## AIM OF THE TASK:
What lines in the data hold the string "Deserialize"? Show them.

## GIVEN ENTRIES:
use std::{collections::BTreeMap, time::Duration};

use axum::{
    extract::{Path, Query},
    http::{header, HeaderMap, Method, StatusCode},
    response::IntoResponse,
    routing::{any, get, post},
    Json, Router,
};
use serde::{Deserialize, Serialize};
use serde_json::{json, Value};
use tokio::net::TcpListener;

/// What the echo route saw of the incoming request.
#[derive(Clone, Debug, Serialize, Deserialize, PartialEq)]
pub struct Echo {
    pub method: String,
    pub query: BTreeMap<String, String>,
    pub content_type: Option<String>,
    pub headers: BTreeMap<String, String>,
    pub body: String,
}

#[derive(Deserialize)]
pub struct Delay {
    #[serde(default)]
    pub ms: u64,
}

#[derive(Deserialize)]
pub struct Size {
    #[serde(default)]
    pub bytes: usize,
}

/// Envelope routes:
///
/// - `/echo`: `{success, code, data: Echo}` for any method
/// - `/echo/json`: the posted JSON document echoed under `data`
/// - `/envelope/ok`, `/envelope/fail`, `/envelope/flat`: fixed envelopes
/// - `/status/{code}`: that status with a failure envelope body
/// - `/malformed`, `/array`: 200 with a body that is not a JSON object
/// - `/slow?ms=N`: a success envelope after `N` milliseconds
/// - `/large?bytes=N`: a success envelope whose `data` is an `N`-character string
/// - `/latin1`: a failure envelope encoded as ISO-8859-1, not UTF-8
pub fn app() -> Router {
    Router::new()
        .route("/echo", any(echo))
        .route("/echo/json", post(echo_json))
        .route("/envelope/ok", get(envelope_ok))
        .route("/envelope/fail", get(envelope_fail))
        .route("/envelope/flat", get(envelope_flat))
        .route("/status/{code}", any(status))
        .route("/malformed", get(malformed))
        .route("/array", get(array))
        .route("/slow", get(slow))
        .route("/large", get(large))
        .route("/latin1", get(latin1))
}

pub async fn run(listener: TcpListener) -> Result<(), std::io::Error> {
    axum::serve(listener, app()).await
}

fn success(data: Value) -> Json<Value> {
    Json(json!({"success": true, "code": "0", "data": data}))
}

async fn echo(
    method: Method,
    Query(query): Query<BTreeMap<String, String>>,
    headers: HeaderMap,
    body: String,
) -> Json<Value> {
    let content_type = headers
        .get(header::CONTENT_TYPE)
        .and_then(|v| v.to_str().ok())
        .map(str::to_string);
    let headers = headers
        .iter()
        .filter_map(|(name, value)| Some((name.to_string(), value.to_str().ok()?.to_string())))
        .collect();
    let echo = Echo {
        method: method.to_string(),
        query,
        content_type,
        headers,
        body,
    };
    success(json!(echo))
}

async fn echo_json(Json(payload): Json<Value>) -> Json<Value> {
    success(payload)
}

async fn envelope_ok() -> Json<Value> {
    success(json!({"x": 1}))
}

async fn envelope_fail() -> Json<Value> {
    Json(json!({"success": false, "code": "E42", "msg": "bad input"}))
}

async fn envelope_flat() -> Json<Value> {
    Json(json!({"success": true, "code": "0", "name": "widget", "count": 3}))
}

async fn status(Path(code): Path<u16>) -> impl IntoResponse {
    let status = StatusCode::from_u16(code).unwrap_or(StatusCode::INTERNAL_SERVER_ERROR);
    (
        status,
        Json(json!({"success": false, "code": code.to_string(), "msg": "rejected by server"})),
    )
}

async fn malformed() -> &'static str {
    "this is not json"
}

async fn array() -> Json<Value> {
    Json(json!([1, 2, 3]))
}

async fn slow(Query(delay): Query<Delay>) -> Json<Value> {
    tokio::time::sleep(Duration::from_millis(delay.ms)).await;
    success(json!({"x": 1}))
}

async fn large(Query(size): Query<Size>) -> Json<Value> {
    success(Value::String("a".repeat(size.bytes)))
}

async fn latin1() -> impl IntoResponse {
    (
        StatusCode::OK,
        [(header::CONTENT_TYPE, "application/json; charset=iso-8859-1")],
        b"{\"success\":false,\"code\":\"E7\",\"msg\":\"caf\xe9\"}".to_vec(),
    )
}

#[cfg(test)]
mod tests {
    use super::*;

    #[test]
    fn echo_serializes_with_all_fields() {
        let echo = Echo {
            method: "POST".to_string(),
            query: BTreeMap::from([("a".to_string(), "1".to_string())]),
            content_type: Some("text/plain".to_string()),
            headers: BTreeMap::new(),
            body: "ping".to_string(),
        };
        let json = serde_json::to_value(&echo).unwrap();
        assert_eq!(json["method"], "POST");
        assert_eq!(json["query"]["a"], "1");
        assert_eq!(json["content_type"], "text/plain");
        assert_eq!(json["body"], "ping");
    }

    #[test]
    fn echo_roundtrips_through_json() {
        let echo = Echo {
            method: "GET".to_string(),
            query: BTreeMap::new(),
            content_type: None,
            headers: BTreeMap::from([("x-token".to_string(), "t".to_string())]),
            body: String::new(),
        };
        let back: Echo = serde_json::from_value(serde_json::to_value(&echo).unwrap()).unwrap();
        assert_eq!(back, echo);
    }

    #[test]
    fn delay_defaults_to_zero() {
        let delay: Delay = serde_json::from_str("{}").unwrap();
        assert_eq!(delay.ms, 0);
    }

    #[test]
    fn size_defaults_to_zero() {
        let size: Size = serde_json::from_str("{}").unwrap();
        assert_eq!(size.bytes, 0);
    }

    #[test]
    fn success_envelope_shape() {
        let Json(value) = success(json!({"k": "v"}));
        assert_eq!(value, json!({"success": true, "code": "0", "data": {"k": "v"}}));
    }
}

## EXERCISE ANSWER:
use serde::{Deserialize, Serialize};
#[derive(Clone, Debug, Serialize, Deserialize, PartialEq)]
#[derive(Deserialize)]
#[derive(Deserialize)]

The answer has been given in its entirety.